Word for word, print every entry below.

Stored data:
※ ※ ※

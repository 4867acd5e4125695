//! Domain Events
//!
//! Coarse-grained events representing record changes. The engine publishes
//! them on its event bus so collaborators (panels, the derivation
//! subscriber) can react to mutations they did not perform themselves.

use serde::{Deserialize, Serialize};

use crate::{ModifierId, OrganizationId, PatrolId, ReputationId, ResourceId};

/// Domain event for record changes
#[derive(Debug, Clone, PartialEq, Eq, Serialize, Deserialize)]
#[serde(rename_all = "camelCase")]
pub enum DomainEvent {
    OrganizationChanged {
        organization_id: OrganizationId,
    },
    OrganizationDeleted {
        organization_id: OrganizationId,
    },
    ModifierChanged {
        organization_id: OrganizationId,
        modifier_id: ModifierId,
    },
    PatrolChanged {
        organization_id: OrganizationId,
        patrol_id: PatrolId,
    },
    ResourceChanged {
        organization_id: OrganizationId,
        resource_id: ResourceId,
    },
    ReputationChanged {
        organization_id: OrganizationId,
        reputation_id: ReputationId,
    },
}

impl DomainEvent {
    pub fn event_type(&self) -> &'static str {
        match self {
            Self::OrganizationChanged { .. } => "organization_changed",
            Self::OrganizationDeleted { .. } => "organization_deleted",
            Self::ModifierChanged { .. } => "modifier_changed",
            Self::PatrolChanged { .. } => "patrol_changed",
            Self::ResourceChanged { .. } => "resource_changed",
            Self::ReputationChanged { .. } => "reputation_changed",
        }
    }

    /// The organization whose graph the event belongs to.
    pub fn organization_id(&self) -> OrganizationId {
        match self {
            Self::OrganizationChanged { organization_id }
            | Self::OrganizationDeleted { organization_id }
            | Self::ModifierChanged { organization_id, .. }
            | Self::PatrolChanged { organization_id, .. }
            | Self::ResourceChanged { organization_id, .. }
            | Self::ReputationChanged { organization_id, .. } => *organization_id,
        }
    }

    /// Whether this event can change a patrol's derived stats.
    pub fn affects_derivation(&self) -> bool {
        matches!(
            self,
            Self::OrganizationChanged { .. } | Self::ModifierChanged { .. }
        )
    }
}

#[cfg(test)]
mod tests {
    use super::*;

    #[test]
    fn organization_id_is_exposed_for_every_variant() {
        let organization_id = OrganizationId::new();
        let event = DomainEvent::ModifierChanged {
            organization_id,
            modifier_id: ModifierId::new(),
        };
        assert_eq!(event.organization_id(), organization_id);
        assert_eq!(event.event_type(), "modifier_changed");
    }

    #[test]
    fn only_organization_and_modifier_changes_affect_derivation() {
        let organization_id = OrganizationId::new();
        assert!(DomainEvent::OrganizationChanged { organization_id }.affects_derivation());
        assert!(DomainEvent::ModifierChanged {
            organization_id,
            modifier_id: ModifierId::new()
        }
        .affects_derivation());
        assert!(!DomainEvent::ResourceChanged {
            organization_id,
            resource_id: ResourceId::new()
        }
        .affects_derivation());
    }
}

※ ※ ※

ANSWER BOX
repository 4867acd5e4125695
//! Domain Events
//!
//! Coarse-grained events representing record changes. The engine publishes
//! them on its event bus so collaborators (panels, the derivation
//! subscriber) can react to mutations they did not perform themselves.

use serde::{Deserialize, Serialize};

use crate::{ModifierId, OrganizationId, PatrolId, ReputationId, ResourceId};

/// Domain event for record changes
#[derive(Debug, Clone, PartialEq, Eq, Serialize, Deserialize)]
#[serde(rename_all = "camelCase")]
pub enum DomainEvent {
    OrganizationChanged {
        organization_id: OrganizationId,
    },
    OrganizationDeleted {
        organization_id: OrganizationId,
    },
    ModifierChanged {
        organization_id: OrganizationId,
        modifier_id: ModifierId,
    },
    PatrolChanged {
        organization_id: OrganizationId,
        patrol_id: PatrolId,
    },
    ResourceChanged {
        organization_id: OrganizationId,
        resource_id: ResourceId,
    },
    ReputationChanged {
        organization_id: OrganizationId,
        reputation_id: ReputationId,
    },
}

impl DomainEvent {
    pub fn event_type(&self) -> &'static str {
        match self {
            Self::OrganizationChanged { .. } => "organization_changed",
            Self::OrganizationDeleted { .. } => "organization_deleted",
            Self::ModifierChanged { .. } => "modifier_changed",
            Self::PatrolChanged { .. } => "patrol_changed",
            Self::ResourceChanged { .. } => "resource_changed",
            Self::ReputationChanged { .. } => "reputation_changed",
        }
    }

    /// The organization whose graph the event belongs to.
    pub fn organization_id(&self) -> OrganizationId {
        match self {
            Self::OrganizationChanged { organization_id }
            | Self::OrganizationDeleted { organization_id }
            | Self::ModifierChanged { organization_id, .. }
            | Self::PatrolChanged { organization_id, .. }
            | Self::ResourceChanged { organization_id, .. }
            | Self::ReputationChanged { organization_id, .. } => *organization_id,
        }
    }

    /// Whether this event can change a patrol's derived stats.
    pub fn affects_derivation(&self) -> bool {
        matches!(
            self,
            Self::OrganizationChanged { .. } | Self::ModifierChanged { .. }
        )
    }
}

#[cfg(test)]
mod tests {
    use super::*;

    #[test]
    fn organization_id_is_exposed_for_every_variant() {
        let organization_id = OrganizationId::new();
        let event = DomainEvent::ModifierChanged {
            organization_id,
            modifier_id: ModifierId::new(),
        };
        assert_eq!(event.organization_id(), organization_id);
        assert_eq!(event.event_type(), "modifier_changed");
    }

    #[test]
    fn only_organization_and_modifier_changes_affect_derivation() {
        let organization_id = OrganizationId::new();
        assert!(DomainEvent::OrganizationChanged { organization_id }.affects_derivation());
        assert!(DomainEvent::ModifierChanged {
            organization_id,
            modifier_id: ModifierId::new()
        }
        .affects_derivation());
        assert!(!DomainEvent::ResourceChanged {
            organization_id,
            resource_id: ResourceId::new()
        }
        .affects_derivation());
    }
}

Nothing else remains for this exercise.